Enterprise Minnesota Magazine - November 2008

HELPING MANUFACTURERS GROW PROFITABLY

    

 

Home is Where the Jobs Are

 

 

Jarraff Industries owner Heidi Boyum is hoping to help support the St. Peter community’s skilled worker shortage by funding manufacturing classes in local high schools and technical colleges in various areas.

 

Heidi Boyum, Jarraff Industries

After leaving her native St. Peter in the ’90s at her father’s suggestion to “get a taste of the real world” and work for a nonfamily business, Boyum decided that home was where she wanted to be after all. Boyum is now the co-owner and CFO of her family’s business, Jarraff Industries, one of the leading manufacturers of right-of-way maintenance machines, distribution- and transmission-line machines and pipelines. Key products include the Jarraff—a mechanical tree trimmer and the company’s original product— and the Geo-Boy, a brush mower that boasts the most horsepower for its small size in the industry.

 

Now Boyum wants to help students in and around St. Peter realize the same opportunity: to be able to work in well-paying jobs without leaving the place where they grew up.

 

In recent years, as tightening budgets in public schools and technical colleges have eliminated manufacturing-related classes such as welding, machining and fabricating, Boyum says, many area manufacturers have been forced to train new workers on the job. “It’s hard to find qualified people,” she says. And it is going to get worse, according to facts from the Minnesota Department of Employment and Economic Development.

 

Lack of manufacturing classes also makes it difficult to attract students to manufacturing. It is “a trade that people think has gone by the wayside as work has been shipped overseas,” says Boyum. “Manufacturing is such a huge part of Minnesota, and we want to keep that going.”

 

Working with the St. Peter school district and a number of neighboring manufacturers, Jarraff Industries is in the process of creating a program that will put more manufacturing classes back in school curriculums and technical college offerings.
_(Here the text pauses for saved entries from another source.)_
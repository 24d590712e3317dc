//! Validation pipeline run before code generation.
//!
//! The [`Pipeline`] runs a sequence of [`Phase`]s over a
//! [`CompilationContext`] that owns the loaded program. Phases collect
//! [`Diagnostic`]s; error diagnostics stop the run, warnings are kept for
//! the caller to report.
//!
//! # Example
//!
//! ```ignore
//! use thriftgen_codegen::pipeline::{Pipeline, Severity};
//!
//! let ctx = Pipeline::new().run(program)?;
//!
//! for diag in ctx.warnings() {
//!     eprintln!("warning: {}", diag.message);
//! }
//!
//! let generator = GoGenerator::new(&ctx.program, &options)?;
//! ```

mod context;
mod diagnostic;
mod phase;
pub mod phases;
mod runner;

pub use context::CompilationContext;
pub use diagnostic::{Diagnostic, Severity};
pub use phase::{Phase, PhaseInfo};
pub use runner::Pipeline;
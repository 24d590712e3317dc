//! Generators command report data structures.

use thriftgen_codegen::options::{OptionKind, OptionSpec};

use super::output::{Output, Report};

/// One backend and the options it accepts.
#[derive(Debug)]
pub struct BackendInfo {
    pub name: &'static str,
    pub description: &'static str,
    pub options: &'static OptionSpec,
}

/// Report listing every available backend.
#[derive(Debug)]
pub struct GeneratorsReport {
    pub backends: Vec<BackendInfo>,
}

impl Report for GeneratorsReport {
    fn render(&self, out: &mut dyn Output) {
        for (i, backend) in self.backends.iter().enumerate() {
            if i > 0 {
                out.newline();
            }
            out.key_value(backend.name, backend.description);
            for option in backend.options.options {
                let usage = match option.kind {
                    OptionKind::Flag => option.name.to_string(),
                    OptionKind::Value => format!("{}=VALUE", option.name),
                };
                out.list_item(&format!("{:<24} {}", usage, option.help));
            }
        }
    }
}

#[cfg(test)]
mod tests {
    use thriftgen_codegen::options::OptionDef;

    use super::*;
    use crate::reports::BufferOutput;

    const SPEC: OptionSpec = OptionSpec {
        generator: "demo",
        options: &[
            OptionDef::flag("strict", "Fail on unknown fields"),
            OptionDef::value("package", "Package name"),
        ],
    };

    #[test]
    fn test_render_options() {
        let report = GeneratorsReport {
            backends: vec![BackendInfo {
                name: "demo",
                description: "A demo backend",
                options: &SPEC,
            }],
        };

        let mut out = BufferOutput::default();
        report.render(&mut out);
        assert_eq!(
            out.lines,
            [
                "demo: A demo backend",
                "  - strict                   Fail on unknown fields",
                "  - package=VALUE            Package name",
            ]
        );
    }
}
use std::collections::HashSet;

use thriftgen_ast::Program;
use thriftgen_codegen::{
    Result,
    driver::walk_program,
    generation::{ImportCollector, foreign_programs},
    language::{LanguageCodegen, PreviewFile},
    options::RawOptions,
    synthetic::{args_struct_name, result_struct_name},
};
use thriftgen_core::to_snake_case;
use tracing::debug;

use crate::{
    emit::GoEmitter,
    naming::{GO_NAMING, GoScope},
    options::{GoOptions, GoPackage},
    type_mapper::GoTypeMapper,
};

/// Go code generator targeting the Apache Thrift Go runtime.
///
/// One program becomes one file, `<package path>/<program>.go`.
/// Included programs are imported as packages but not generated.
pub struct Generator<'a> {
    program: &'a Program,
    options: GoOptions,
    package: GoPackage,
    mapper: GoTypeMapper,
    imports: ImportCollector,
}

impl<'a> Generator<'a> {
    /// Validate `raw` and prepare the generator.
    pub fn new(program: &'a Program, raw: &RawOptions) -> Result<Self> {
        let options = GoOptions::from_raw(raw)?;
        Ok(Self::with_options(program, options))
    }

    pub fn with_options(program: &'a Program, options: GoOptions) -> Self {
        let package = GoPackage::for_program(program, options.package.as_deref());
        let mut mapper = GoTypeMapper::new(program.name.as_str());
        let mut imports = ImportCollector::new();

        imports.add_module("context");
        imports.add_module("fmt");
        if options.log_unexpected {
            imports.add_module("log");
        }
        imports.add(&options.thrift_import, "thrift");

        let mut taken: HashSet<String> = ["context", "fmt", "log", "thrift"]
            .into_iter()
            .map(String::from)
            .collect();
        taken.insert(package.name.clone());

        for name in foreign_programs(program) {
            let foreign = match program.find_include(&name) {
                Some(include) => GoPackage::for_program(include, None),
                None => GoPackage {
                    path: name.clone(),
                    name: to_snake_case(&name),
                },
            };

            let mut alias = foreign.name.clone();
            let mut n = 1;
            while !taken.insert(alias.clone()) {
                alias = format!("{}{}", foreign.name, n);
                n += 1;
            }

            debug!(program = %name, alias = %alias, "importing package");
            imports.add(&foreign.import_path(&options.package_prefix), &alias);
            mapper = mapper.with_alias(name, alias);
        }

        Self {
            program,
            options,
            package,
            mapper,
            imports,
        }
    }

    pub fn package(&self) -> &GoPackage {
        &self.package
    }

    /// Every package-level identifier the program declares must be
    /// distinct once rendered, and so must the methods of each service.
    fn check_names(&self) -> Result<()> {
        let program = self.program;
        let mut package = GoScope::new();

        for typedef in &program.typedefs {
            package.declare(&typedef.name, GO_NAMING.type_name(&typedef.name))?;
        }
        for def in &program.enums {
            package.declare(&def.name, GO_NAMING.type_name(&def.name))?;
        }
        for constant in &program.consts {
            package.declare(&constant.name, GO_NAMING.type_name(&constant.name))?;
        }
        for def in &program.structs {
            package.declare(&def.name, GO_NAMING.type_name(&def.name))?;
        }
        for service in &program.services {
            let name = GO_NAMING.type_name(&service.name);
            package.declare(&service.name, name.as_str())?;
            package.declare(&format!("{} client", service.name), format!("{}Client", name))?;
            package.declare(
                &format!("{} processor", service.name),
                format!("{}Processor", name),
            )?;

            let mut methods = GoScope::new();
            for function in &service.functions {
                methods.declare(&function.name, GO_NAMING.type_name(&function.name))?;

                for synthetic in [
                    args_struct_name(&service.name, &function.name),
                    result_struct_name(&service.name, &function.name),
                ] {
                    package.declare(&synthetic, GO_NAMING.type_name(&synthetic))?;
                }
            }
        }
        Ok(())
    }

    fn file_path(&self) -> String {
        format!(
            "{}/{}.go",
            self.package.path,
            GO_NAMING.file_name(&self.program.name)
        )
    }
}

impl LanguageCodegen for Generator<'_> {
    fn language(&self) -> &'static str {
        "go"
    }

    fn file_extension(&self) -> &'static str {
        "go"
    }

    fn preview(&self) -> Result<Vec<PreviewFile>> {
        self.check_names()?;

        let mut emitter = GoEmitter::new(
            self.program,
            &self.options,
            &self.mapper,
            &self.imports,
            &self.package,
        );
        walk_program(self.program, &mut emitter)?;

        let path = self.file_path();
        debug!(path = %path, "rendered go source");
        Ok(vec![PreviewFile::new(path, emitter.into_source())])
    }
}

#[cfg(test)]
mod tests {
    use thriftgen_codegen::testing::{point_program, tutorial_program};

    use super::*;

    #[test]
    fn test_file_path_follows_namespace() {
        let program = tutorial_program();
        let generator = Generator::new(&program, &RawOptions::new()).unwrap();
        let files = generator.preview().unwrap();
        assert_eq!(files.len(), 1);
        assert_eq!(files[0].path, "tutorial/tutorial.go");
    }

    #[test]
    fn test_package_option_overrides_namespace() {
        let program = point_program();
        let raw = RawOptions::new().with("package", Some("geo.shapes"));
        let generator = Generator::new(&program, &raw).unwrap();
        assert_eq!(generator.package().name, "shapes");
        assert_eq!(generator.file_path(), "geo/shapes/geometry.go");
    }

    #[test]
    fn test_tutorial_names_are_distinct() {
        let program = tutorial_program();
        let generator = Generator::new(&program, &RawOptions::new()).unwrap();
        generator.check_names().unwrap();
    }

    #[test]
    fn test_call_structs_share_the_package_scope() {
        use thriftgen_ast::{Function, Service, Struct, Type};

        let mut program = Program::new("calls");
        program.structs.push(Struct::new("CalcAddArgs"));
        program
            .services
            .push(Service::new("Calc").function(Function::new("add", Type::I32)));
        let generator = Generator::new(&program, &RawOptions::new()).unwrap();
        let err = generator.check_names().unwrap_err();
        assert_eq!(
            err.to_string(),
            "'CalcAddArgs' and 'Calc_add_args' both render as 'CalcAddArgs'"
        );
    }

    #[test]
    fn test_includes_are_imported_with_prefix() {
        let program = tutorial_program();
        let raw = RawOptions::new().with("package_prefix", Some("example.com/gen"));
        let generator = Generator::new(&program, &raw).unwrap();
        assert!(
            generator
                .imports
                .has_symbol("example.com/gen/shared", "shared")
        );
        assert!(generator.imports.has_module("context"));
        assert!(!generator.imports.has_module("log"));
    }
}
//! Generate command report data structures.

use std::path::{Path, PathBuf};

use thriftgen_codegen::language::PreviewFile;

use super::output::{Output, Report};

/// Report data from one `--gen` run.
#[derive(Debug)]
pub struct GenerateReport {
    /// Backend name.
    pub backend: String,
    /// Programs that were generated, root first.
    pub programs: Vec<String>,
    /// Warning messages from the pipeline.
    pub warnings: Vec<String>,
    /// Generation result (files written or preview).
    pub result: GenerationResult,
}

/// Result of code generation.
#[derive(Debug)]
pub enum GenerationResult {
    /// Files were written to disk.
    Written(WrittenResult),
    /// Dry-run preview.
    Preview(PreviewResult),
}

/// Result when files were written to disk.
#[derive(Debug)]
pub struct WrittenResult {
    /// Output directory.
    pub output_dir: PathBuf,
    /// Files created or rewritten.
    pub written: Vec<PathBuf>,
    /// Files that already had the generated content.
    pub unchanged: Vec<PathBuf>,
}

/// Result of a dry-run preview.
#[derive(Debug)]
pub struct PreviewResult {
    /// Files that would be generated.
    pub files: Vec<PreviewFile>,
}

impl Report for GenerateReport {
    fn render(&self, out: &mut dyn Output) {
        for warning in &self.warnings {
            out.warning(warning);
        }

        match &self.result {
            GenerationResult::Written(written) => self.render_written(out, written),
            GenerationResult::Preview(preview) => self.render_preview(out, preview),
        }
    }
}

impl GenerateReport {
    fn render_written(&self, out: &mut dyn Output, written: &WrittenResult) {
        out.key_value(
            &format!("Generated {} ({})", self.backend, self.programs.join(", ")),
            &written.output_dir.display().to_string(),
        );
        for path in &written.written {
            out.added_item(&display_relative(path, written));
        }
        for path in &written.unchanged {
            out.unchanged_item(&display_relative(path, written));
        }
    }

    fn render_preview(&self, out: &mut dyn Output, preview: &PreviewResult) {
        for file in &preview.files {
            out.divider(&file.path);
            out.preformatted(&file.content);
        }

        out.divider("Summary");
        let count = preview.files.len();
        out.preformatted(&format!(
            "{} {} file{} would be generated",
            count,
            self.backend,
            if count == 1 { "" } else { "s" }
        ));
    }
}

fn display_relative(path: &Path, written: &WrittenResult) -> String {
    path.strip_prefix(&written.output_dir)
        .unwrap_or(path)
        .display()
        .to_string()
}

#[cfg(test)]
mod tests {
    use super::*;
    use crate::reports::BufferOutput;

    fn report(result: GenerationResult) -> GenerateReport {
        GenerateReport {
            backend: "go".to_string(),
            programs: vec!["tutorial".to_string(), "shared".to_string()],
            warnings: vec!["oneway function 'zip' ignores its result".to_string()],
            result,
        }
    }

    #[test]
    fn test_render_written() {
        let report = report(GenerationResult::Written(WrittenResult {
            output_dir: PathBuf::from("gen-go"),
            written: vec![PathBuf::from("gen-go/tutorial/tutorial.go")],
            unchanged: vec![PathBuf::from("gen-go/shared/shared.go")],
        }));
        let mut out = BufferOutput::default();
        report.render(&mut out);

        assert_eq!(
            out.lines,
            [
                "warning: oneway function 'zip' ignores its result",
                "Generated go (tutorial, shared): gen-go",
                "  + tutorial/tutorial.go",
                "  = shared/shared.go",
            ]
        );
    }

    #[test]
    fn test_render_preview() {
        let report = report(GenerationResult::Preview(PreviewResult {
            files: vec![PreviewFile::new("tutorial.json", "{}\n")],
        }));
        let mut out = BufferOutput::default();
        report.render(&mut out);

        assert_eq!(out.lines[1], "── tutorial.json ──");
        assert_eq!(out.lines[2], "{}\n");
        assert_eq!(out.lines[4], "1 go file would be generated");
    }
}
//! Reader and writer plans for struct serialization.
//!
//! Backends emit `read`/`write` methods from these plans instead of
//! re-deriving wire order, presence checks and the reader loop's
//! dispatch rules on their own. The plans can also be executed against a
//! sequence of field headers, which is how the read/write pairing is
//! tested without a wire protocol.

use thriftgen_ast::{Field, Requiredness, Struct};

use crate::classify::{Category, WireType, classify, wire_type};

/// A field header as read from the wire: field id and wire type.
#[derive(Debug, Clone, Copy, PartialEq, Eq)]
pub struct FieldHeader {
    pub id: i16,
    pub wire: WireType,
}

impl FieldHeader {
    /// The STOP marker that ends a struct.
    pub const STOP: FieldHeader = FieldHeader {
        id: 0,
        wire: WireType::Stop,
    };

    pub fn new(id: i16, wire: WireType) -> Self {
        Self { id, wire }
    }

    pub fn is_stop(&self) -> bool {
        self.wire == WireType::Stop
    }
}

/// What the reader does with fields whose id is not declared.
#[derive(Debug, Clone, Copy, Default, PartialEq, Eq)]
pub enum UnknownFields {
    /// Consume and discard with the protocol's skip primitive.
    #[default]
    Skip,
    /// Report an error.
    Reject,
}

impl UnknownFields {
    pub fn from_strict(strict: bool) -> Self {
        if strict { Self::Reject } else { Self::Skip }
    }
}

/// States of the generated reader loop.
#[derive(Debug, Clone, Copy, PartialEq)]
pub enum ReaderState<'a> {
    AwaitFieldHeader,
    DecodeKnownField(&'a Field),
    /// Unknown id, or a known id with a mismatched wire type.
    SkipUnknownField(FieldHeader),
    /// Unknown id while unknown fields are rejected.
    RejectUnknownField(FieldHeader),
    Done,
}

/// A declared field as the reader sees it.
#[derive(Debug, Clone, Copy)]
pub struct ReadField<'a> {
    pub field: &'a Field,
    pub wire: WireType,
}

impl ReadField<'_> {
    pub fn is_required(&self) -> bool {
        self.field.requiredness.is_required()
    }
}

/// Reader plan for one struct.
#[derive(Debug, Clone)]
pub struct ReadPlan<'a> {
    name: &'a str,
    fields: Vec<ReadField<'a>>,
    unknown: UnknownFields,
}

impl<'a> ReadPlan<'a> {
    pub fn new(def: &'a Struct, unknown: UnknownFields) -> Self {
        let fields = def
            .sorted_fields()
            .into_iter()
            .map(|field| ReadField {
                field,
                wire: wire_type(&field.ty),
            })
            .collect();

        Self {
            name: &def.name,
            fields,
            unknown,
        }
    }

    pub fn struct_name(&self) -> &'a str {
        self.name
    }

    /// Declared fields in wire order.
    pub fn fields(&self) -> &[ReadField<'a>] {
        &self.fields
    }

    pub fn unknown_fields(&self) -> UnknownFields {
        self.unknown
    }

    /// Fields whose presence is checked after the loop.
    pub fn required(&self) -> impl Iterator<Item = &'a Field> + '_ {
        self.fields
            .iter()
            .filter(|f| f.is_required())
            .map(|f| f.field)
    }

    pub fn has_required(&self) -> bool {
        self.fields.iter().any(ReadField::is_required)
    }

    /// One transition out of `AwaitFieldHeader`.
    pub fn step(&self, header: FieldHeader) -> ReaderState<'a> {
        if header.is_stop() {
            return ReaderState::Done;
        }

        match self.fields.iter().find(|f| f.field.key == header.id) {
            Some(known) if known.wire == header.wire => ReaderState::DecodeKnownField(known.field),
            Some(_) => ReaderState::SkipUnknownField(header),
            None => match self.unknown {
                UnknownFields::Skip => ReaderState::SkipUnknownField(header),
                UnknownFields::Reject => ReaderState::RejectUnknownField(header),
            },
        }
    }

    /// Run the reader loop over `headers`. Running out of headers acts as
    /// STOP.
    pub fn replay(&self, headers: impl IntoIterator<Item = FieldHeader>) -> ReadOutcome<'a> {
        let mut outcome = ReadOutcome::default();

        for header in headers {
            match self.step(header) {
                ReaderState::Done => break,
                ReaderState::DecodeKnownField(field) => {
                    if !outcome.decoded.iter().any(|f| f.key == field.key) {
                        outcome.decoded.push(field);
                    }
                }
                ReaderState::SkipUnknownField(header) => outcome.skipped.push(header),
                ReaderState::RejectUnknownField(header) => {
                    outcome.rejected = Some(header);
                    return outcome;
                }
                ReaderState::AwaitFieldHeader => {}
            }
        }

        outcome.missing = self
            .required()
            .filter(|req| !outcome.decoded.iter().any(|f| f.key == req.key))
            .collect();
        outcome
    }
}

/// Result of replaying the reader loop.
#[derive(Debug, Clone, Default, PartialEq)]
pub struct ReadOutcome<'a> {
    pub decoded: Vec<&'a Field>,
    pub skipped: Vec<FieldHeader>,
    pub rejected: Option<FieldHeader>,
    pub missing: Vec<&'a Field>,
}

impl ReadOutcome<'_> {
    pub fn is_valid(&self) -> bool {
        self.rejected.is_none() && self.missing.is_empty()
    }

    pub fn missing_names(&self) -> Vec<&str> {
        self.missing.iter().map(|f| f.name.as_str()).collect()
    }
}

/// When the writer emits a field.
#[derive(Debug, Clone, Copy, PartialEq, Eq)]
pub enum Presence {
    /// Unconditionally.
    Always,
    /// Only when the field holds a value.
    IfSet,
}

#[derive(Debug, Clone, Copy, Default, PartialEq, Eq)]
pub enum WriteMode {
    /// Every field in wire order, each behind its own presence check.
    #[default]
    Sequential,
    /// At most one field: an if / else-if chain over all fields. Used for
    /// function results.
    Exclusive,
}

#[derive(Debug, Clone, Copy)]
pub struct WriteField<'a> {
    pub field: &'a Field,
    pub wire: WireType,
    pub presence: Presence,
}

/// Writer plan for one struct.
#[derive(Debug, Clone)]
pub struct WritePlan<'a> {
    name: &'a str,
    fields: Vec<WriteField<'a>>,
    mode: WriteMode,
}

impl<'a> WritePlan<'a> {
    pub fn new(def: &'a Struct, mode: WriteMode) -> Self {
        let guard_all = def.is_union || mode == WriteMode::Exclusive;
        let fields = def
            .sorted_fields()
            .into_iter()
            .map(|field| WriteField {
                field,
                wire: wire_type(&field.ty),
                presence: if guard_all {
                    Presence::IfSet
                } else {
                    presence(field)
                },
            })
            .collect();

        Self {
            name: &def.name,
            fields,
            mode,
        }
    }

    pub fn struct_name(&self) -> &'a str {
        self.name
    }

    pub fn fields(&self) -> &[WriteField<'a>] {
        &self.fields
    }

    pub fn mode(&self) -> WriteMode {
        self.mode
    }

    /// Field headers the generated writer emits when exactly the fields
    /// with ids in `set` hold values, ending with STOP.
    pub fn headers_for(&self, set: &[i16]) -> Vec<FieldHeader> {
        let is_set = |f: &WriteField<'_>| set.contains(&f.field.key);
        let mut headers: Vec<FieldHeader> = match self.mode {
            WriteMode::Sequential => self
                .fields
                .iter()
                .filter(|f| f.presence == Presence::Always || is_set(f))
                .map(|f| FieldHeader::new(f.field.key, f.wire))
                .collect(),
            WriteMode::Exclusive => self
                .fields
                .iter()
                .find(|f| is_set(f))
                .map(|f| FieldHeader::new(f.field.key, f.wire))
                .into_iter()
                .collect(),
        };
        headers.push(FieldHeader::STOP);
        headers
    }
}

/// Presence check for a field of a plain struct.
///
/// Fields without a requiredness keyword are written unconditionally when
/// their type has a zero value; reference-like types may be unset.
pub fn presence(field: &Field) -> Presence {
    match field.requiredness {
        Requiredness::Required => Presence::Always,
        Requiredness::Optional => Presence::IfSet,
        Requiredness::OptInReqOut => match classify(&field.ty) {
            Category::Base(base) if base != thriftgen_ast::BaseType::Binary => Presence::Always,
            Category::Enum(_) => Presence::Always,
            _ => Presence::IfSet,
        },
    }
}

#[cfg(test)]
mod tests {
    use thriftgen_ast::Type;

    use super::*;

    fn point() -> Struct {
        Struct::new("Point")
            .field(Field::new(1, "x", Type::I32).required())
            .field(Field::new(2, "y", Type::I32).required())
    }

    fn work() -> Struct {
        Struct::new("Work")
            .field(Field::new(4, "comment", Type::string()).optional())
            .field(Field::new(1, "num1", Type::I32))
            .field(Field::new(3, "op", Type::enum_("Operation")).required())
            .field(Field::new(2, "num2", Type::I32))
    }

    #[test]
    fn test_point_missing_y() {
        let def = point();
        let plan = ReadPlan::new(&def, UnknownFields::Skip);
        let outcome = plan.replay([FieldHeader::new(1, WireType::I32), FieldHeader::STOP]);

        assert_eq!(outcome.decoded.len(), 1);
        assert_eq!(outcome.missing_names(), vec!["y"]);
        assert!(!outcome.is_valid());
    }

    #[test]
    fn test_point_nothing_read() {
        let def = point();
        let plan = ReadPlan::new(&def, UnknownFields::Skip);
        let outcome = plan.replay([FieldHeader::STOP]);
        assert_eq!(outcome.missing_names(), vec!["x", "y"]);
    }

    #[test]
    fn test_step_transitions() {
        let def = point();
        let plan = ReadPlan::new(&def, UnknownFields::Skip);

        assert_eq!(plan.step(FieldHeader::STOP), ReaderState::Done);
        assert!(matches!(
            plan.step(FieldHeader::new(2, WireType::I32)),
            ReaderState::DecodeKnownField(f) if f.name == "y"
        ));
        let mismatched = FieldHeader::new(2, WireType::String);
        assert_eq!(plan.step(mismatched), ReaderState::SkipUnknownField(mismatched));
        let unknown = FieldHeader::new(9, WireType::I64);
        assert_eq!(plan.step(unknown), ReaderState::SkipUnknownField(unknown));
    }

    #[test]
    fn test_strict_rejects_unknown_ids_only() {
        let def = point();
        let plan = ReadPlan::new(&def, UnknownFields::from_strict(true));

        let unknown = FieldHeader::new(9, WireType::I64);
        assert_eq!(plan.step(unknown), ReaderState::RejectUnknownField(unknown));
        let mismatched = FieldHeader::new(1, WireType::Double);
        assert_eq!(plan.step(mismatched), ReaderState::SkipUnknownField(mismatched));

        let outcome = plan.replay([FieldHeader::new(1, WireType::I32), unknown]);
        assert_eq!(outcome.rejected, Some(unknown));
        assert!(!outcome.is_valid());
    }

    #[test]
    fn test_write_plan_wire_order_and_presence() {
        let def = work();
        let plan = WritePlan::new(&def, WriteMode::Sequential);
        let keys: Vec<i16> = plan.fields().iter().map(|f| f.field.key).collect();
        assert_eq!(keys, vec![1, 2, 3, 4]);

        let presence: Vec<Presence> = plan.fields().iter().map(|f| f.presence).collect();
        assert_eq!(
            presence,
            vec![
                Presence::Always,
                Presence::Always,
                Presence::Always,
                Presence::IfSet
            ]
        );
    }

    #[test]
    fn test_default_requiredness_reference_types_are_guarded() {
        let field = Field::new(1, "tags", Type::list(Type::string()));
        assert_eq!(presence(&field), Presence::IfSet);
        let field = Field::new(2, "blob", Type::binary());
        assert_eq!(presence(&field), Presence::IfSet);
    }

    #[test]
    fn test_write_then_read_round_trip() {
        let def = work();
        let writer = WritePlan::new(&def, WriteMode::Sequential);
        let reader = ReadPlan::new(&def, UnknownFields::Reject);

        for set in [&[][..], &[4], &[1, 4], &[1, 2, 3, 4]] {
            let outcome = reader.replay(writer.headers_for(set));
            assert!(outcome.is_valid(), "set {:?}: {:?}", set, outcome);

            let decoded: Vec<i16> = outcome.decoded.iter().map(|f| f.key).collect();
            assert!(decoded.contains(&3), "required field lost for {:?}", set);
            assert_eq!(decoded.contains(&4), set.contains(&4));
        }
    }

    #[test]
    fn test_exclusive_writes_first_set_field_only() {
        let result = Struct::new("Calculator_calculate_result")
            .field(Field::new(0, "success", Type::I32).optional())
            .field(Field::new(1, "ouch", Type::exception("InvalidOperation")).optional());
        let plan = WritePlan::new(&result, WriteMode::Exclusive);

        assert!(plan.fields().iter().all(|f| f.presence == Presence::IfSet));
        assert_eq!(
            plan.headers_for(&[0, 1]),
            vec![FieldHeader::new(0, WireType::I32), FieldHeader::STOP]
        );
        assert_eq!(
            plan.headers_for(&[1]),
            vec![FieldHeader::new(1, WireType::Struct), FieldHeader::STOP]
        );
        assert_eq!(plan.headers_for(&[]), vec![FieldHeader::STOP]);
    }

    #[test]
    fn test_union_fields_are_guarded() {
        let def = Struct::union("Value")
            .field(Field::new(1, "i", Type::I64))
            .field(Field::new(2, "s", Type::string()));
        let plan = WritePlan::new(&def, WriteMode::Sequential);
        assert!(plan.fields().iter().all(|f| f.presence == Presence::IfSet));
    }
}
Boyum hopes that classroom exposure to the trades will encourage more students to pursue a career in the local manufacturing industry after high school or college.

 

“A lot of people come back to their roots after they’ve been gone, or realize college isn’t what they want, or want to do something different. What we’re trying to do here is set them up to come back and hopefully, come back to their community and have a good job that picks up what the needs are for our community,” Boyum says.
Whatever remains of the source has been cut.